An external ligand-binding domain, a single-transmembrane domain, and a split intracellular kinase domain make up the structure of FGFRs. Two to three immunoglobulins (Ig)- like domains in the extracellular area are required for FGF binding. These Ig-like domains can control ligand affinity as well as specificity. Between Ig domains I and II are the locations for heparin binding, ECM binding, and cell adhesion connection. The functional domain responsible for FGFR tyrosine kinase activity, as well as other sites required for protein binding and phosphorylation or auto phosphorylation of the receptor molecule is found in the intracellular area [3].

klotho-dependent transport manner

Klotho is a transmembrane protein encoded by the hKL gene in humans. This protein, which is mostly expressed in the distal convoluted tubule of the kidney, parathyroid glands, and the choroid plexus of the brain, is known to have antiaging properties. The Klotho protein is found in two forms: a full-length membrane form and a soluble secreted form that performs a variety of tasks. Klotho's extracellular domain can be broken and released into the systemic circulation, where it serves as a hormone and a -glucuronidase. Soluble Klotho is a multifunctional protein found in mammals' bodily fluids such as blood, urine, and cerebrospinal fluid. Klotho deficiency causes various organ failure, as well as the onset of multiple age-related illnesses and mortality, whereas Klotho overexpression has the opposite impact. Klotho, an enzyme and hormone, has been shown to regulate cellular transport mechanisms across the plasma membrane, either indirectly by suppressing calcitriol (1,25(OH)2D3) production or directly by altering transporter proteins such as ion channels, cellular carriers, and Na+/K+-ATPase [4].

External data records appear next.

// src/services/grading.rs

use std::collections::HashMap;
use std::time::Duration;

use chrono::Utc;
use sqlx::SqlitePool;
use tokio::time::timeout;

use crate::{
    db,
    error::{QuizError, QuizResult},
    models::attempt::{Attempt, CourseScore, GradeResult, SubmittedAnswer},
    services::projection,
};

/// Answer key row: a question with its points and the number of its correct answer.
#[derive(Debug, Clone, sqlx::FromRow)]
pub struct KeyEntry {
    pub question_number: i64,
    pub question_points: i64,
    /// `None` when no answer is marked correct; such a question never scores.
    pub correct_answer: Option<i64>,
}

/// Score of one submission against an answer key.
#[derive(Debug, Clone, Copy, PartialEq, Eq)]
pub struct Score {
    pub total_points: i64,
    pub correct_count: usize,
    pub max_points: i64,
}

/// Computes the score of a submission.
///
/// When several selections target the same question the last one wins.
/// Selections for unknown questions are ignored. No partial credit.
/// Sums saturate instead of overflowing on rows written outside validation.
pub fn calculate_score(key: &[KeyEntry], submission: &[SubmittedAnswer]) -> Score {
    let chosen: HashMap<i64, i64> = submission
        .iter()
        .map(|s| (s.question_number, s.answer_number))
        .collect();

    let mut score = Score {
        total_points: 0,
        correct_count: 0,
        max_points: 0,
    };

    for entry in key {
        score.max_points = score.max_points.saturating_add(entry.question_points);

        let selected = chosen.get(&entry.question_number).copied();
        if entry.correct_answer.is_some() && selected == entry.correct_answer {
            score.total_points = score.total_points.saturating_add(entry.question_points);
            score.correct_count += 1;
        }
    }

    score
}

/// Grades submissions and keeps exactly one attempt per (quiz, student).
#[derive(Debug, Clone)]
pub struct QuizGrader {
    pool: SqlitePool,
    tx_timeout: Duration,
}

impl QuizGrader {
    pub fn new(pool: SqlitePool, tx_timeout: Duration) -> Self {
        Self { pool, tx_timeout }
    }

    /// Grades against the live answer key and upserts the attempt.
    ///
    /// Key read and attempt write share one transaction, so a concurrent
    /// full replace is seen either entirely or not at all.
    #[tracing::instrument(skip(self, submission), fields(selections = submission.len()))]
    pub async fn grade(
        &self,
        course_id: i64,
        quiz_id: i64,
        student_id: i64,
        submission: &[SubmittedAnswer],
    ) -> QuizResult<GradeResult> {
        timeout(
            self.tx_timeout,
            self.grade_tx(course_id, quiz_id, student_id, submission),
        )
        .await?
    }

    async fn grade_tx(
        &self,
        course_id: i64,
        quiz_id: i64,
        student_id: i64,
        submission: &[SubmittedAnswer],
    ) -> QuizResult<GradeResult> {
        let mut tx = db::begin_write(&self.pool).await?;

        if projection::find_quiz(&mut tx, course_id, quiz_id).await?.is_none() {
            return Err(QuizError::quiz_not_found(course_id, quiz_id));
        }

        let key = sqlx::query_as::<_, KeyEntry>(
            r#"
            SELECT
                q.question_number,
                q.question_points,
                a.answer_number AS correct_answer
            FROM questions q
            LEFT JOIN answers a
                ON a.quiz_id = q.quiz_id
                AND a.question_number = q.question_number
                AND a.is_correct = 1
            WHERE q.quiz_id = $1
            ORDER BY q.question_number ASC
            "#,
        )
        .bind(quiz_id)
        .fetch_all(&mut *tx)
        .await?;

        let score = calculate_score(&key, submission);
        tracing::debug!(
            total_points = score.total_points,
            correct_count = score.correct_count,
            "Submission scored"
        );

        // Overwrite on resubmission; the composite key is the conflict target.
        sqlx::query(
            r#"
            INSERT INTO quiz_attempts (quiz_id, student_id, total_points, attempted_at)
            VALUES ($1, $2, $3, $4)
            ON CONFLICT (quiz_id, student_id) DO UPDATE SET
                total_points = excluded.total_points,
                attempted_at = excluded.attempted_at
            "#,
        )
        .bind(quiz_id)
        .bind(student_id)
        .bind(score.total_points)
        .bind(Utc::now())
        .execute(&mut *tx)
        .await?;

        tx.commit().await?;
        tracing::info!(quiz_id, student_id, total_points = score.total_points, "Quiz graded");

        Ok(GradeResult {
            quiz_id,
            student_id,
            total_points: score.total_points,
            correct_count: score.correct_count,
            max_points: score.max_points,
        })
    }

    /// The stored attempt of a student, if any.
    pub async fn attempt(
        &self,
        course_id: i64,
        quiz_id: i64,
        student_id: i64,
    ) -> QuizResult<Option<Attempt>> {
        let attempt = sqlx::query_as::<_, Attempt>(
            r#"
            SELECT a.quiz_id, a.student_id, a.total_points, a.attempted_at
            FROM quiz_attempts a
            JOIN quizzes q ON q.quiz_id = a.quiz_id
            WHERE q.course_id = $1 AND a.quiz_id = $2 AND a.student_id = $3
            "#,
        )
        .bind(course_id)
        .bind(quiz_id)
        .bind(student_id)
        .fetch_optional(&self.pool)
        .await?;

        Ok(attempt)
    }

    /// Top attempts of a quiz, best score first and earliest first on ties.
    pub async fn leaderboard(
        &self,
        course_id: i64,
        quiz_id: i64,
        limit: i64,
    ) -> QuizResult<Vec<Attempt>> {
        let attempts = sqlx::query_as::<_, Attempt>(
            r#"
            SELECT a.quiz_id, a.student_id, a.total_points, a.attempted_at
            FROM quiz_attempts a
            JOIN quizzes q ON q.quiz_id = a.quiz_id
            WHERE q.course_id = $1 AND a.quiz_id = $2
            ORDER BY a.total_points DESC, a.attempted_at ASC
            LIMIT $3
            "#,
        )
        .bind(course_id)
        .bind(quiz_id)
        .bind(limit)
        .fetch_all(&self.pool)
        .await?;

        Ok(attempts)
    }

    /// Sums a student's attempt scores over every quiz of a course.
    pub async fn course_score(&self, course_id: i64, student_id: i64) -> QuizResult<CourseScore> {
        let score = sqlx::query_as::<_, CourseScore>(
            r#"
            SELECT
                $1 AS student_id,
                $2 AS course_id,
                COALESCE(SUM(a.total_points), 0) AS total_score,
                COUNT(a.quiz_id) AS quiz_attempts
            FROM quiz_attempts a
            JOIN quizzes q ON q.quiz_id = a.quiz_id
            WHERE a.student_id = $1 AND q.course_id = $2
            "#,
        )
        .bind(student_id)
        .bind(course_id)
        .fetch_one(&self.pool)
        .await?;

        Ok(score)
    }
}

#[cfg(test)]
mod tests {
    use super::*;

    fn key() -> Vec<KeyEntry> {
        vec![
            KeyEntry {
                question_number: 1,
                question_points: 10,
                correct_answer: Some(1),
            },
            KeyEntry {
                question_number: 2,
                question_points: 20,
                correct_answer: Some(2),
            },
        ]
    }

    fn submit(pairs: &[(i64, i64)]) -> Vec<SubmittedAnswer> {
        pairs.iter().copied().map(SubmittedAnswer::from).collect()
    }

    #[test]
    fn test_calculate_score_perfect() {
        let score = calculate_score(&key(), &submit(&[(1, 1), (2, 2)]));
        assert_eq!(score.total_points, 30);
        assert_eq!(score.correct_count, 2);
        assert_eq!(score.max_points, 30);
    }

    #[test]
    fn test_calculate_score_all_wrong() {
        let score = calculate_score(&key(), &submit(&[(1, 2), (2, 1)]));
        assert_eq!(score.total_points, 0);
        assert_eq!(score.correct_count, 0);
    }

    #[test]
    fn test_calculate_score_partial() {
        let score = calculate_score(&key(), &submit(&[(1, 1), (2, 1)]));
        assert_eq!(score.total_points, 10);
        assert_eq!(score.correct_count, 1);
    }

    #[test]
    fn test_last_selection_wins() {
        let score = calculate_score(&key(), &submit(&[(2, 2), (2, 1)]));
        assert_eq!(score.total_points, 0);

        let score = calculate_score(&key(), &submit(&[(2, 1), (2, 2)]));
        assert_eq!(score.total_points, 20);
    }

    #[test]
    fn test_unknown_questions_are_ignored() {
        let score = calculate_score(&key(), &submit(&[(9, 1), (1, 1)]));
        assert_eq!(score.total_points, 10);
    }

    #[test]
    fn test_question_without_correct_answer_never_scores() {
        let key = vec![KeyEntry {
            question_number: 1,
            question_points: 5,
            correct_answer: None,
        }];
        let score = calculate_score(&key, &submit(&[(1, 1)]));
        assert_eq!(score.total_points, 0);
        assert_eq!(score.max_points, 5);
    }

    #[test]
    fn test_huge_point_values_saturate() {
        let key = vec![
            KeyEntry {
                question_number: 1,
                question_points: i64::MAX,
                correct_answer: Some(1),
            },
            KeyEntry {
                question_number: 2,
                question_points: i64::MAX,
                correct_answer: Some(1),
            },
        ];
        let score = calculate_score(&key, &submit(&[(1, 1), (2, 1)]));
        assert_eq!(score.total_points, i64::MAX);
        assert_eq!(score.max_points, i64::MAX);
        assert_eq!(score.correct_count, 2);
    }

    #[test]
    fn test_empty_key_and_empty_submission() {
        assert_eq!(calculate_score(&[], &submit(&[(1, 1)])).total_points, 0);
        assert_eq!(calculate_score(&key(), &[]).total_points, 0);
    }
}
// src/error.rs

use thiserror::Error;

use crate::validation::ValidationReport;

/// Errors surfaced by the quiz authoring and grading core.
///
/// `Validation`, `NotFound` and `Forbidden` are raised before any write is
/// attempted. `Persistence` means a transaction was rolled back.
#[derive(Debug, Error)]
pub enum QuizError {
    // 400 Bad Request
    #[error("Validation failed: {0}")]
    Validation(ValidationReport),

    // 404 Not Found
    #[error("Not found: {0}")]
    NotFound(String),

    // 403 Forbidden
    #[error("Forbidden: {0}")]
    Forbidden(String),

    // 500 Internal Server Error
    #[error("Internal error: {0}")]
    Persistence(String),
}

impl QuizError {
    /// HTTP status a transport layer should answer with.
    pub fn status_code(&self) -> u16 {
        match self {
            QuizError::Validation(_) => 400,
            QuizError::Forbidden(_) => 403,
            QuizError::NotFound(_) => 404,
            QuizError::Persistence(_) => 500,
        }
    }

    pub(crate) fn quiz_not_found(course_id: i64, quiz_id: i64) -> Self {
        tracing::warn!(course_id, quiz_id, "Quiz not found");
        QuizError::NotFound(format!("Quiz {} not found in course {}", quiz_id, course_id))
    }
}

/// Converts `sqlx::Error` into `QuizError::Persistence`.
/// Allows using `?` operator on database queries.
impl From<sqlx::Error> for QuizError {
    fn from(err: sqlx::Error) -> Self {
        tracing::error!("Storage error: {:?}", err);
        QuizError::Persistence(err.to_string())
    }
}

impl From<sqlx::migrate::MigrateError> for QuizError {
    fn from(err: sqlx::migrate::MigrateError) -> Self {
        tracing::error!("Migration error: {:?}", err);
        QuizError::Persistence(err.to_string())
    }
}

impl From<tokio::time::error::Elapsed> for QuizError {
    fn from(_: tokio::time::error::Elapsed) -> Self {
        tracing::error!("Transaction exceeded its time bound and was rolled back");
        QuizError::Persistence("transaction timed out".to_string())
    }
}

pub type QuizResult<T> = Result<T, QuizError>;

#[cfg(test)]
mod tests {
    use super::*;

    #[test]
    fn test_status_codes() {
        assert_eq!(QuizError::Validation(ValidationReport::default()).status_code(), 400);
        assert_eq!(QuizError::Forbidden("no".into()).status_code(), 403);
        assert_eq!(QuizError::NotFound("gone".into()).status_code(), 404);
        assert_eq!(QuizError::Persistence("boom".into()).status_code(), 500);
    }

    #[test]
    fn test_sqlx_error_maps_to_persistence() {
        let err: QuizError = sqlx::Error::RowNotFound.into();
        assert!(matches!(err, QuizError::Persistence(_)));
    }
}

Klotho protein, as a result, is an important regulator of cellular transport across the plasma membrane. Klothodependent cellular transport regulation indicates stimulatory or inhibitory actions, which is significant. Klotho has been found to regulate a number of calcium and potassium ion channels, as well as a number of cellular carriers, including Na+ coupled cotransporters including NaPi-IIa, NaPi-IIb, EAAT3, and EAAT4, CreaT1, and Na+/K+-ATPase. These rules are part of Klotho's antiaging function, which we'll talk about later in this chapter. Clearly, further research is needed to determine the influence of Klotho on additional transport proteins, as well as the underlying molecular mechanisms by which Klotho works [5].